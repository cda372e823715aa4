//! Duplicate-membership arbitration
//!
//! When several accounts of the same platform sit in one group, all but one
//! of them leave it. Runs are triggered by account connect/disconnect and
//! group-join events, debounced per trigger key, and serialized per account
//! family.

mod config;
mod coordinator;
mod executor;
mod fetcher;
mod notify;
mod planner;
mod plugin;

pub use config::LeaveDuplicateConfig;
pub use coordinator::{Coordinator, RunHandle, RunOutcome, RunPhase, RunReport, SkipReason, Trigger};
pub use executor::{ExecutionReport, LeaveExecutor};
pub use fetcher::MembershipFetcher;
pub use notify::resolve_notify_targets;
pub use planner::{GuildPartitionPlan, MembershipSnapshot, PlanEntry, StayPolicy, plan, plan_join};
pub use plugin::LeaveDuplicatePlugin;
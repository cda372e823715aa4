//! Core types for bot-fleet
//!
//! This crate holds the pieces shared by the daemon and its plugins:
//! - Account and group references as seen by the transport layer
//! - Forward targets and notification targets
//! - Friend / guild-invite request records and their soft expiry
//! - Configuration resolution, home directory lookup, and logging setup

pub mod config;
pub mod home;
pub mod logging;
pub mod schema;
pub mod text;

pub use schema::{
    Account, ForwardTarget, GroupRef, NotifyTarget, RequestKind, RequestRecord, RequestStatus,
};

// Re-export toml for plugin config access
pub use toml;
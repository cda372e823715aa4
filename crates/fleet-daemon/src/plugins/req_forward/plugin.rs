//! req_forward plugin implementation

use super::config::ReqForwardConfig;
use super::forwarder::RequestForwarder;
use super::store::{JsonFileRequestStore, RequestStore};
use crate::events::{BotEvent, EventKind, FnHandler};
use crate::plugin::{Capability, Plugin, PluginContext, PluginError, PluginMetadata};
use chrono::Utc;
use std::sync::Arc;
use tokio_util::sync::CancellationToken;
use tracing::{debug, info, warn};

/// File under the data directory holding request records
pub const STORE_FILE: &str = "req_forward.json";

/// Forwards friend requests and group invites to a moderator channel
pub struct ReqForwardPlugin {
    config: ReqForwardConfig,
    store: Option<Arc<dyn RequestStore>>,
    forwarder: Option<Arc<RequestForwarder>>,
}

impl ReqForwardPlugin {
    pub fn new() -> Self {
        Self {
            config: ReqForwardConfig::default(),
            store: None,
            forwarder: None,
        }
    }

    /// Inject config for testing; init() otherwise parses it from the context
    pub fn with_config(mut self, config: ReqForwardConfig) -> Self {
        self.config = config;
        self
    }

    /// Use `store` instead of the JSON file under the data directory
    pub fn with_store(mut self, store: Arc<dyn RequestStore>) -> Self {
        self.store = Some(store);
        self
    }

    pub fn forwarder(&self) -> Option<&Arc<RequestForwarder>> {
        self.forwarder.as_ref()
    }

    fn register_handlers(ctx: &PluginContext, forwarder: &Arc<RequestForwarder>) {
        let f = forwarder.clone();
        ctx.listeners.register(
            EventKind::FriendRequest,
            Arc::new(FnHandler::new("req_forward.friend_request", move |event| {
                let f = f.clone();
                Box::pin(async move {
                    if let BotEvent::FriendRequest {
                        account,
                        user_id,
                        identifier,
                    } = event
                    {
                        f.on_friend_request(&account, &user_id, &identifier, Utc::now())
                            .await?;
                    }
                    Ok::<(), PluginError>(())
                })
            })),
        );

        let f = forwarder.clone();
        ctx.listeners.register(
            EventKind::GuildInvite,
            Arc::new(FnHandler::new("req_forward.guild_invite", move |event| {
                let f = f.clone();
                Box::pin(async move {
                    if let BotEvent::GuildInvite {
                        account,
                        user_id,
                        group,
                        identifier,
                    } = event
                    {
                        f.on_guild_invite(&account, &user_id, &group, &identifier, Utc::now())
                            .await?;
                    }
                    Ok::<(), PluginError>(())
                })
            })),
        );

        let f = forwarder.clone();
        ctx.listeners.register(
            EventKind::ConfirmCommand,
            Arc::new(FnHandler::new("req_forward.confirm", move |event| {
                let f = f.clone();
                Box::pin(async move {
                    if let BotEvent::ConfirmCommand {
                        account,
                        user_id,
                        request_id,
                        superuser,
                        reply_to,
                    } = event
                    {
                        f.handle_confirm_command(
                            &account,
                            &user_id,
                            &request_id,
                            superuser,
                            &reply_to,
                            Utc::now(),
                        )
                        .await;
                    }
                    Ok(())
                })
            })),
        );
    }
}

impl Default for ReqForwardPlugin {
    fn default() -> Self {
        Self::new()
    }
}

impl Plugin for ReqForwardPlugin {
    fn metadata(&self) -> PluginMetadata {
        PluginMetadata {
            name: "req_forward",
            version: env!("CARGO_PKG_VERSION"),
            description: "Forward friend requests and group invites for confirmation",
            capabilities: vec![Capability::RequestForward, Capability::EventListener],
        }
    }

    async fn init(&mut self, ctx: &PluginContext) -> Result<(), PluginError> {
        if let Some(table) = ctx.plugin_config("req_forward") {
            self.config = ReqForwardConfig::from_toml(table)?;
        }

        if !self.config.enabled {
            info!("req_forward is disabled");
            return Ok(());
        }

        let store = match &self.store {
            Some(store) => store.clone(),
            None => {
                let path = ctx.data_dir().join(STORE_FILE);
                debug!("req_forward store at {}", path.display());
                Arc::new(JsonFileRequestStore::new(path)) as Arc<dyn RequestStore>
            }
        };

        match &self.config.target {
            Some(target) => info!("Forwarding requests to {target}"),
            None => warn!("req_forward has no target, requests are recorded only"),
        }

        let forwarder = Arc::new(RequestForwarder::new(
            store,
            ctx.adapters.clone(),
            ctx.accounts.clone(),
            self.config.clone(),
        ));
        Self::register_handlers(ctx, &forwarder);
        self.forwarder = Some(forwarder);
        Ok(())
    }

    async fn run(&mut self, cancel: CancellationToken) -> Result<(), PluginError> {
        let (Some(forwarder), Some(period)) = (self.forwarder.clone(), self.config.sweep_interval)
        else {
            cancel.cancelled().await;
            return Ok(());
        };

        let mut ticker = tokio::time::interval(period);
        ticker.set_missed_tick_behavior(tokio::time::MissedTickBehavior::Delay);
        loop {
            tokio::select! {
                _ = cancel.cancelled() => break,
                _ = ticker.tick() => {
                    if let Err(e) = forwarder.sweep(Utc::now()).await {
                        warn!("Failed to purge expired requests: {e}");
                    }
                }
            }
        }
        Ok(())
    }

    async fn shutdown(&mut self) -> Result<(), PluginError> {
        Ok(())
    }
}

TASK PROMPT => Please restate the material above, word for word and in full.

YOUR RESPONSE =>
repository cda372e823715aa4
//! Duplicate-membership arbitration
//!
//! When several accounts of the same platform sit in one group, all but one
//! of them leave it. Runs are triggered by account connect/disconnect and
//! group-join events, debounced per trigger key, and serialized per account
//! family.

mod config;
mod coordinator;
mod executor;
mod fetcher;
mod notify;
mod planner;
mod plugin;

pub use config::LeaveDuplicateConfig;
pub use coordinator::{Coordinator, RunHandle, RunOutcome, RunPhase, RunReport, SkipReason, Trigger};
pub use executor::{ExecutionReport, LeaveExecutor};
pub use fetcher::MembershipFetcher;
pub use notify::resolve_notify_targets;
pub use planner::{GuildPartitionPlan, MembershipSnapshot, PlanEntry, StayPolicy, plan, plan_join};
pub use plugin::LeaveDuplicatePlugin;
repository cda372e823715aa4
//! Core types for bot-fleet
//!
//! This crate holds the pieces shared by the daemon and its plugins:
//! - Account and group references as seen by the transport layer
//! - Forward targets and notification targets
//! - Friend / guild-invite request records and their soft expiry
//! - Configuration resolution, home directory lookup, and logging setup

pub mod config;
pub mod home;
pub mod logging;
pub mod schema;
pub mod text;

pub use schema::{
    Account, ForwardTarget, GroupRef, NotifyTarget, RequestKind, RequestRecord, RequestStatus,
};

// Re-export toml for plugin config access
pub use toml;
repository cda372e823715aa4
filename crates/fleet-daemon/src/plugins/req_forward/plugin.rs
//! req_forward plugin implementation

use super::config::ReqForwardConfig;
use super::forwarder::RequestForwarder;
use super::store::{JsonFileRequestStore, RequestStore};
use crate::events::{BotEvent, EventKind, FnHandler};
use crate::plugin::{Capability, Plugin, PluginContext, PluginError, PluginMetadata};
use chrono::Utc;
use std::sync::Arc;
use tokio_util::sync::CancellationToken;
use tracing::{debug, info, warn};

/// File under the data directory holding request records
pub const STORE_FILE: &str = "req_forward.json";

/// Forwards friend requests and group invites to a moderator channel
pub struct ReqForwardPlugin {
    config: ReqForwardConfig,
    store: Option<Arc<dyn RequestStore>>,
    forwarder: Option<Arc<RequestForwarder>>,
}

impl ReqForwardPlugin {
    pub fn new() -> Self {
        Self {
            config: ReqForwardConfig::default(),
            store: None,
            forwarder: None,
        }
    }

    /// Inject config for testing; init() otherwise parses it from the context
    pub fn with_config(mut self, config: ReqForwardConfig) -> Self {
        self.config = config;
        self
    }

    /// Use `store` instead of the JSON file under the data directory
    pub fn with_store(mut self, store: Arc<dyn RequestStore>) -> Self {
        self.store = Some(store);
        self
    }

    pub fn forwarder(&self) -> Option<&Arc<RequestForwarder>> {
        self.forwarder.as_ref()
    }

    fn register_handlers(ctx: &PluginContext, forwarder: &Arc<RequestForwarder>) {
        let f = forwarder.clone();
        ctx.listeners.register(
            EventKind::FriendRequest,
            Arc::new(FnHandler::new("req_forward.friend_request", move |event| {
                let f = f.clone();
                Box::pin(async move {
                    if let BotEvent::FriendRequest {
                        account,
                        user_id,
                        identifier,
                    } = event
                    {
                        f.on_friend_request(&account, &user_id, &identifier, Utc::now())
                            .await?;
                    }
                    Ok::<(), PluginError>(())
                })
            })),
        );

        let f = forwarder.clone();
        ctx.listeners.register(
            EventKind::GuildInvite,
            Arc::new(FnHandler::new("req_forward.guild_invite", move |event| {
                let f = f.clone();
                Box::pin(async move {
                    if let BotEvent::GuildInvite {
                        account,
                        user_id,
                        group,
                        identifier,
                    } = event
                    {
                        f.on_guild_invite(&account, &user_id, &group, &identifier, Utc::now())
                            .await?;
                    }
                    Ok::<(), PluginError>(())
                })
            })),
        );

        let f = forwarder.clone();
        ctx.listeners.register(
            EventKind::ConfirmCommand,
            Arc::new(FnHandler::new("req_forward.confirm", move |event| {
                let f = f.clone();
                Box::pin(async move {
                    if let BotEvent::ConfirmCommand {
                        account,
                        user_id,
                        request_id,
                        superuser,
                        reply_to,
                    } = event
                    {
                        f.handle_confirm_command(
                            &account,
                            &user_id,
                            &request_id,
                            superuser,
                            &reply_to,
                            Utc::now(),
                        )
                        .await;
                    }
                    Ok(())
                })
            })),
        );
    }
}

impl Default for ReqForwardPlugin {
    fn default() -> Self {
        Self::new()
    }
}

impl Plugin for ReqForwardPlugin {
    fn metadata(&self) -> PluginMetadata {
        PluginMetadata {
            name: "req_forward",
            version: env!("CARGO_PKG_VERSION"),
            description: "Forward friend requests and group invites for confirmation",
            capabilities: vec![Capability::RequestForward, Capability::EventListener],
        }
    }

    async fn init(&mut self, ctx: &PluginContext) -> Result<(), PluginError> {
        if let Some(table) = ctx.plugin_config("req_forward") {
            self.config = ReqForwardConfig::from_toml(table)?;
        }

        if !self.config.enabled {
            info!("req_forward is disabled");
            return Ok(());
        }

        let store = match &self.store {
            Some(store) => store.clone(),
            None => {
                let path = ctx.data_dir().join(STORE_FILE);
                debug!("req_forward store at {}", path.display());
                Arc::new(JsonFileRequestStore::new(path)) as Arc<dyn RequestStore>
            }
        };

        match &self.config.target {
            Some(target) => info!("Forwarding requests to {target}"),
            None => warn!("req_forward has no target, requests are recorded only"),
        }

        let forwarder = Arc::new(RequestForwarder::new(
            store,
            ctx.adapters.clone(),
            ctx.accounts.clone(),
            self.config.clone(),
        ));
        Self::register_handlers(ctx, &forwarder);
        self.forwarder = Some(forwarder);
        Ok(())
    }

    async fn run(&mut self, cancel: CancellationToken) -> Result<(), PluginError> {
        let (Some(forwarder), Some(period)) = (self.forwarder.clone(), self.config.sweep_interval)
        else {
            cancel.cancelled().await;
            return Ok(());
        };

        let mut ticker = tokio::time::interval(period);
        ticker.set_missed_tick_behavior(tokio::time::MissedTickBehavior::Delay);
        loop {
            tokio::select! {
                _ = cancel.cancelled() => break,
                _ = ticker.tick() => {
                    if let Err(e) = forwarder.sweep(Utc::now()).await {
                        warn!("Failed to purge expired requests: {e}");
                    }
                }
            }
        }
        Ok(())
    }

    async fn shutdown(&mut self) -> Result<(), PluginError> {
        Ok(())
    }
}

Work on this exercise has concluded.